Allgemeine Haftungsfragen
Leistungsverweigerungsrecht nach Verjährung der Mängelansprüche (BGH vom 05.11.2015)Der Besteller kann wegen eines Mangels der Werkleistung ein Leistungsverweigerungsrecht gegenüber dem Unternehmer nach Eintritt der Verjährung der Mängelansprüche gem. § 215 BGB geltend machen, wenn dieser Mangel bereits vor Ablauf der Verjährungsfrist in Erscheinung getreten ist und daher ein darauf gestütztes Leistungsverweigerungsrecht in nicht verjährter Zeit geltend gemacht werden konnte.
Ansprechpartner: Dr. Frank Zentz, LL.M. (Emory)
Der beklagte Auftraggeber beauftragt die Klägerin mit den
Bauarbeiten für den Neubau eines Büros mit einer Lagerhalle; beauftragt sind
auch Pflasterarbeiten. Am 16.10.2008 werden die Arbeiten abgenommen. Im
Anschluss nimmt die Klägerin den Beklagten auf Werklohn in Anspruch. Erstmals
am 11.11.2013, nach Ablauf der vereinbarten fünfjährigen Gewährleistungsfrist,
zeigt die Beklagte Mängel der Pflasterfläche an und begründet hiermit ein
Zurückbehaltungsrecht in Höhe der Mängelbeseitigungskosten. Das OLG Düsseldorf
verurteilt die Beklagte zur Zahlung von Werklohn mit der Begründung, dass das
Leistungsverweigerungsrecht ausgeschlossen sei, da es erst nach Vollendung der
Verjährung der Gewährleistungsansprüche geltend gemacht worden sei.

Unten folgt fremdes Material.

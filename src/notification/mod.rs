//! 通知模块
//!
//! 根据策略决定是否发送报告邮件，并通过SMTP发送

pub mod email;
pub mod policy;
pub mod sender;

// 重新导出主要类型
pub use email::{EmailAttachment, OutgoingEmail};
pub use policy::NotifyPolicy;
pub use sender::{MailSender, SmtpMailSender};

use crate::error::NotificationError;
use crate::report::Report;
use tracing::info;

/// 一次通知的结果
#[derive(Debug, Clone, Copy, PartialEq, Eq)]
pub enum NotifyOutcome {
    /// 已发送
    Sent,
    /// 策略判定无需发送
    Skipped,
}

/// 报告通知器
pub struct Notifier<S: MailSender> {
    /// 邮件发送器
    sender: S,
    /// 发送策略
    policy: NotifyPolicy,
    /// 是否附带CSV
    attach_csv: bool,
    /// 站点名称
    site_name: String,
}

impl<S: MailSender> Notifier<S> {
    /// 创建新的通知器
    pub fn new(
        sender: S,
        policy: NotifyPolicy,
        attach_csv: bool,
        site_name: impl Into<String>,
    ) -> Self {
        Self {
            sender,
            policy,
            attach_csv,
            site_name: site_name.into(),
        }
    }

    /// 当前策略
    pub fn policy(&self) -> NotifyPolicy {
        self.policy
    }

    /// 底层邮件发送器
    pub fn sender(&self) -> &S {
        &self.sender
    }

    /// 按策略发送报告
    ///
    /// # 参数
    /// * `report` - 本次运行的报告
    ///
    /// # 返回
    /// * `Result<NotifyOutcome, NotificationError>` - 是否发送；发送失败时返回错误
    pub async fn notify(&self, report: &Report) -> Result<NotifyOutcome, NotificationError> {
        let error_count = report.error_count();

        if !self.policy.should_notify(error_count) {
            info!("策略 {} 下无需发送通知 (错误数: {})", self.policy, error_count);
            return Ok(NotifyOutcome::Skipped);
        }

        let email = OutgoingEmail::compose(self.policy, self.attach_csv, &self.site_name, report);
        self.sender.send(&email).await?;

        info!("报告邮件已发送: {}", email.subject);
        Ok(NotifyOutcome::Sent)
    }
}

#[cfg(test)]
mod tests {
    use super::*;
    use crate::health::{CheckOutcome, CheckResult};
    use crate::report::ReportRenderer;
    use async_trait::async_trait;
    use std::sync::Mutex;
    use std::time::Duration;

    #[derive(Default)]
    struct RecordingSender {
        sent: Mutex<Vec<OutgoingEmail>>,
        fail: bool,
    }

    #[async_trait]
    impl MailSender for RecordingSender {
        async fn send(&self, email: &OutgoingEmail) -> Result<(), NotificationError> {
            if self.fail {
                return Err(NotificationError::Transport(
                    "535 authentication failed".to_string(),
                ));
            }
            self.sent.lock().unwrap().push(email.clone());
            Ok(())
        }
    }

    fn build_report(codes: &[u16]) -> Report {
        let results: Vec<CheckResult> = codes
            .iter()
            .enumerate()
            .map(|(i, &code)| {
                let elapsed = Duration::from_millis(100 * (i as u64 + 1));
                let outcome = if code == 200 {
                    CheckOutcome::Healthy { code, elapsed }
                } else {
                    CheckOutcome::HttpError { code, elapsed }
                };
                CheckResult::new(format!("https://{i}.test/"), outcome)
            })
            .collect();
        ReportRenderer::new("Site").unwrap().render(&results).unwrap()
    }

    #[tokio::test]
    async fn test_on_error_policy_fires_with_errors() {
        let notifier =
            Notifier::new(RecordingSender::default(), NotifyPolicy::OnError, true, "Site");
        let report = build_report(&[200, 500]);
        assert_eq!(report.error_count(), 1);

        let outcome = notifier.notify(&report).await.unwrap();
        assert_eq!(outcome, NotifyOutcome::Sent);

        let sent = notifier.sender.sent.lock().unwrap();
        assert_eq!(sent.len(), 1);
        assert!(sent[0].attachment.is_none());
    }

    #[tokio::test]
    async fn test_on_error_policy_skips_all_ok() {
        let notifier =
            Notifier::new(RecordingSender::default(), NotifyPolicy::OnError, true, "Site");
        let outcome = notifier.notify(&build_report(&[200, 200])).await.unwrap();

        assert_eq!(outcome, NotifyOutcome::Skipped);
        assert!(notifier.sender.sent.lock().unwrap().is_empty());
    }

    #[tokio::test]
    async fn test_always_policy_sends_success_report() {
        let notifier =
            Notifier::new(RecordingSender::default(), NotifyPolicy::Always, true, "Site");
        let outcome = notifier.notify(&build_report(&[200])).await.unwrap();

        assert_eq!(outcome, NotifyOutcome::Sent);
        let sent = notifier.sender.sent.lock().unwrap();
        assert_eq!(sent[0].subject, "✅ Site - Link Health Check");
        assert!(sent[0].attachment.is_some());
    }

    #[tokio::test]
    async fn test_transport_failure_propagates() {
        let sender = RecordingSender {
            fail: true,
            ..Default::default()
        };
        let notifier = Notifier::new(sender, NotifyPolicy::Always, false, "Site");

        let err = notifier.notify(&build_report(&[500])).await.unwrap_err();
        assert!(err.to_string().contains("authentication failed"));
    }
}
//! 配置数据结构定义
//!
//! 定义应用程序的配置结构体和验证逻辑

use crate::error::ConfigError;
use crate::notification::NotifyPolicy;
use serde::{Deserialize, Serialize};
use std::path::PathBuf;

/// 主配置结构，包含全局配置、通知配置和检测目标列表
#[derive(Debug, Clone, Serialize, Deserialize, PartialEq)]
pub struct Config {
    /// 全局配置项
    #[serde(default)]
    pub global: GlobalConfig,
    /// 通知配置
    #[serde(default)]
    pub notification: NotificationConfig,
    /// 按顺序检测的URL列表
    pub targets: Vec<String>,
}

/// 全局配置结构
#[derive(Debug, Clone, Serialize, Deserialize, PartialEq)]
pub struct GlobalConfig {
    /// 站点名称（用于报告标题与邮件主题）
    #[serde(default = "default_site_name")]
    pub site_name: String,
    /// 单次请求超时时间（秒）
    #[serde(default = "default_timeout")]
    pub request_timeout_seconds: u64,
    /// 网络失败后的额外重试次数
    #[serde(default = "default_retry_attempts")]
    pub retry_attempts: u32,
    /// 请求使用的User-Agent
    #[serde(default = "default_user_agent")]
    pub user_agent: String,
    /// 视为健康的状态码
    #[serde(default = "default_healthy_status_codes")]
    pub healthy_status_codes: Vec<u16>,
    /// CSV报告路径（每次运行覆盖）
    #[serde(default = "default_report_csv_path")]
    pub report_csv_path: PathBuf,
    /// 运行日志路径（追加写入）
    #[serde(default = "default_run_log_path")]
    pub run_log_path: PathBuf,
    /// 日志级别
    #[serde(default = "default_log_level")]
    pub log_level: String,
}

/// 邮件通知配置
#[derive(Debug, Clone, Serialize, Deserialize, PartialEq)]
pub struct NotificationConfig {
    /// 是否启用邮件通知
    #[serde(default = "default_enabled")]
    pub enabled: bool,
    /// 发送策略
    #[serde(default)]
    pub policy: NotifyPolicy,
    /// 是否附带CSV报告（仅 always 策略生效）
    #[serde(default = "default_enabled")]
    pub attach_csv: bool,
    /// SMTP中继主机
    #[serde(default = "default_smtp_host")]
    pub smtp_host: String,
    /// SMTP端口（隐式TLS）
    #[serde(default = "default_smtp_port")]
    pub smtp_port: u16,
}

impl Default for GlobalConfig {
    fn default() -> Self {
        Self {
            site_name: default_site_name(),
            request_timeout_seconds: default_timeout(),
            retry_attempts: default_retry_attempts(),
            user_agent: default_user_agent(),
            healthy_status_codes: default_healthy_status_codes(),
            report_csv_path: default_report_csv_path(),
            run_log_path: default_run_log_path(),
            log_level: default_log_level(),
        }
    }
}

impl Default for NotificationConfig {
    fn default() -> Self {
        Self {
            enabled: default_enabled(),
            policy: NotifyPolicy::default(),
            attach_csv: default_enabled(),
            smtp_host: default_smtp_host(),
            smtp_port: default_smtp_port(),
        }
    }
}

// 默认值函数
fn default_site_name() -> String {
    "Website".to_string()
}
fn default_timeout() -> u64 {
    10
}
fn default_retry_attempts() -> u32 {
    2
}
/// 默认的User-Agent
pub fn default_user_agent() -> String {
    "Mozilla/5.0 (LinkCheckerBot/1.0)".to_string()
}
fn default_healthy_status_codes() -> Vec<u16> {
    vec![200, 301, 302]
}
fn default_report_csv_path() -> PathBuf {
    PathBuf::from("report.csv")
}
fn default_run_log_path() -> PathBuf {
    PathBuf::from("link_check_log.txt")
}
fn default_log_level() -> String {
    "info".to_string()
}
fn default_enabled() -> bool {
    true
}
fn default_smtp_host() -> String {
    "smtp.gmail.com".to_string()
}
fn default_smtp_port() -> u16 {
    465
}

/// 配置验证函数
///
/// # 参数
/// * `config` - 要验证的配置
///
/// # 返回
/// * `Result<(), String>` - 验证结果，错误时返回错误信息
pub fn validate_config(config: &Config) -> Result<(), String> {
    if config.global.site_name.trim().is_empty() {
        return Err("站点名称不能为空".to_string());
    }

    if config.global.request_timeout_seconds == 0 {
        return Err("请求超时时间不能为0".to_string());
    }

    if config.global.healthy_status_codes.is_empty() {
        return Err("至少需要一个健康状态码".to_string());
    }

    for code in &config.global.healthy_status_codes {
        if !(100..=599).contains(code) {
            return Err(format!("无效的HTTP状态码: {code}"));
        }
    }

    let valid_log_levels = ["debug", "info", "warn", "error"];
    if !valid_log_levels.contains(&config.global.log_level.as_str()) {
        return Err(format!(
            "无效的日志级别: {}，支持的级别: {:?}",
            config.global.log_level, valid_log_levels
        ));
    }

    if config.notification.enabled {
        if config.notification.smtp_host.trim().is_empty() {
            return Err("SMTP主机不能为空".to_string());
        }
        if config.notification.smtp_port == 0 {
            return Err("SMTP端口不能为0".to_string());
        }
    }

    if config.targets.is_empty() {
        return Err("至少需要配置一个检测目标".to_string());
    }

    for target in &config.targets {
        if !target.starts_with("http://") && !target.starts_with("https://") {
            return Err(format!("检测目标 {target} 的URL格式无效"));
        }
    }

    Ok(())
}

/// SMTP登录凭据与收件人，进程启动时从环境变量解析一次
#[derive(Clone, PartialEq, Eq)]
pub struct SmtpCredentials {
    /// 登录用户，同时作为发件人
    pub user: String,
    /// 登录密码
    pub pass: String,
    /// 收件人
    pub to: String,
}

impl std::fmt::Debug for SmtpCredentials {
    fn fmt(&self, f: &mut std::fmt::Formatter<'_>) -> std::fmt::Result {
        f.debug_struct("SmtpCredentials")
            .field("user", &self.user)
            .field("pass", &"***")
            .field("to", &self.to)
            .finish()
    }
}

impl SmtpCredentials {
    /// 发件账号环境变量
    pub const USER_VAR: &'static str = "SMTP_USER";
    /// 密码环境变量
    pub const PASS_VAR: &'static str = "SMTP_PASS";
    /// 收件人环境变量
    pub const TO_VAR: &'static str = "EMAIL_TO";

    /// 从进程环境变量读取凭据
    pub fn from_env() -> Result<Self, ConfigError> {
        Self::from_lookup(|name| std::env::var(name).ok())
    }

    /// 通过自定义查找函数读取凭据，缺失或为空的变量视为配置错误
    pub fn from_lookup<F>(lookup: F) -> Result<Self, ConfigError>
    where
        F: Fn(&str) -> Option<String>,
    {
        let require = |name: &str| -> Result<String, ConfigError> {
            lookup(name)
                .filter(|value| !value.trim().is_empty())
                .ok_or_else(|| ConfigError::MissingEnvVar {
                    var: name.to_string(),
                })
        };

        Ok(Self {
            user: require(Self::USER_VAR)?,
            pass: require(Self::PASS_VAR)?,
            to: require(Self::TO_VAR)?,
        })
    }
}

#[cfg(test)]
mod tests {
    use super::*;
    use std::collections::HashMap;

    fn create_test_config() -> Config {
        Config {
            global: GlobalConfig::default(),
            notification: NotificationConfig::default(),
            targets: vec![
                "https://a.test/ok".to_string(),
                "https://a.test/missing".to_string(),
            ],
        }
    }

    #[test]
    fn test_defaults() {
        let global = GlobalConfig::default();
        assert_eq!(global.request_timeout_seconds, 10);
        assert_eq!(global.retry_attempts, 2);
        assert_eq!(global.healthy_status_codes, vec![200, 301, 302]);
        assert_eq!(global.report_csv_path, PathBuf::from("report.csv"));
        assert_eq!(global.run_log_path, PathBuf::from("link_check_log.txt"));

        let notification = NotificationConfig::default();
        assert_eq!(notification.smtp_port, 465);
        assert_eq!(notification.policy, NotifyPolicy::Always);
    }

    #[test]
    fn test_valid_config() {
        assert!(validate_config(&create_test_config()).is_ok());
    }

    #[test]
    fn test_empty_targets_rejected() {
        let mut config = create_test_config();
        config.targets.clear();
        assert!(validate_config(&config).is_err());
    }

    #[test]
    fn test_invalid_target_url_rejected() {
        let mut config = create_test_config();
        config.targets.push("ftp://a.test/file".to_string());
        let err = validate_config(&config).unwrap_err();
        assert!(err.contains("ftp://a.test/file"));
    }

    #[test]
    fn test_zero_timeout_rejected() {
        let mut config = create_test_config();
        config.global.request_timeout_seconds = 0;
        assert!(validate_config(&config).is_err());
    }

    #[test]
    fn test_smtp_settings_ignored_when_disabled() {
        let mut config = create_test_config();
        config.notification.enabled = false;
        config.notification.smtp_host = String::new();
        assert!(validate_config(&config).is_ok());
    }

    #[test]
    fn test_credentials_from_lookup() {
        let vars: HashMap<&str, &str> = [
            ("SMTP_USER", "bot@a.test"),
            ("SMTP_PASS", "secret"),
            ("EMAIL_TO", "ops@a.test"),
        ]
        .into_iter()
        .collect();

        let creds = SmtpCredentials::from_lookup(|k| vars.get(k).map(|v| v.to_string())).unwrap();
        assert_eq!(creds.user, "bot@a.test");
        assert_eq!(creds.to, "ops@a.test");
        assert!(!format!("{creds:?}").contains("secret"));
    }

    #[test]
    fn test_missing_email_to_is_config_error() {
        let vars: HashMap<&str, &str> = [("SMTP_USER", "bot@a.test"), ("SMTP_PASS", "secret")]
            .into_iter()
            .collect();

        let err = SmtpCredentials::from_lookup(|k| vars.get(k).map(|v| v.to_string())).unwrap_err();
        match err {
            ConfigError::MissingEnvVar { var } => assert_eq!(var, "EMAIL_TO"),
            other => panic!("unexpected error: {other}"),
        }
    }

    #[test]
    fn test_blank_variable_counts_as_missing() {
        let err = SmtpCredentials::from_lookup(|k| {
            Some(if k == "SMTP_PASS" { "  " } else { "x@a.test" }.to_string())
        })
        .unwrap_err();
        assert!(err.to_string().contains("SMTP_PASS"));
    }
}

Der BGH hebt das Urteil auf. Entscheidend sei, dass das
Leistungsverweigerungsrecht in unverjährter Zeit bestanden habe und ausgeübt
werden konnte; Voraussetzung hierfür sei, dass der Mangel, auf den das
Leistungsverweigerungsrecht gestützt wird, vor Ablauf der Verjährungsfrist der
Mängelansprüche in Erscheinung getreten ist. Es komme nicht darauf an, dass die
Beklagte das Leistungsverweigerungsrecht vor Eintritt der Verjährung auch
tatsächlich geltend gemacht hat.
Aus den Gründen:
"Mit der vom
Berufungsgericht gegebenen Begründung kann das mit Schriftsatz der Beklagten
vom 11. November 2013 erstmals geltend gemachte Leistungsverweigerungsrecht,
gestützt auf den Mangel "Wölbung des Pflasters", nicht abgelehnt
werden. Der Besteller kann wegen eines Mangels der Werkleistung ein Leistungsverweigerungsrecht
gegenüber dem Unternehmer nach Eintritt der Verjährung der Mängelansprüche
gemäß § 215 BGB geltend machen, wenn dieser Mangel
bereits vor Ablauf der Verjährungsfrist in Erscheinung getreten ist und daher
ein darauf gestütztes Leistungsverweigerungsrecht in nicht verjährter Zeit
geltend gemacht werden konnte. Nicht erforderlich ist, dass der Besteller
bereits vor Eintritt der Verjährung seiner Mängelansprüche ein Leistungsverweigerungsrecht,
gestützt auf diesen Mangel, geltend gemacht hat. (…)
Nach dem
Wortlaut der Vorschrift und dem mit ihr verfolgten Zweck ist vielmehr
ausreichend, dass das Leistungsverweigerungsrecht bereits in nicht verjährter
Zeit bestand und ausgeübt werden konnte. Dies setzt voraus, dass der Mangel,
auf den das Leistungsverweigerungsrecht gestützt wird, bereits vor Ablauf der
Verjährungsfrist der Mängelansprüche in Erscheinung getreten ist und daher vor
Ablauf der Verjährungsfrist ein darauf gestütztes Leistungsverweigerungsrecht
geltend gemacht werden konnte (…). Denn nur in diesem Fall darf sich der
Besteller im Hinblick auf die dem Unternehmer zustehende Werklohnforderung
wegen einer ihm zustehenden Gegenforderung als hinreichend gesichert ansehen. (…)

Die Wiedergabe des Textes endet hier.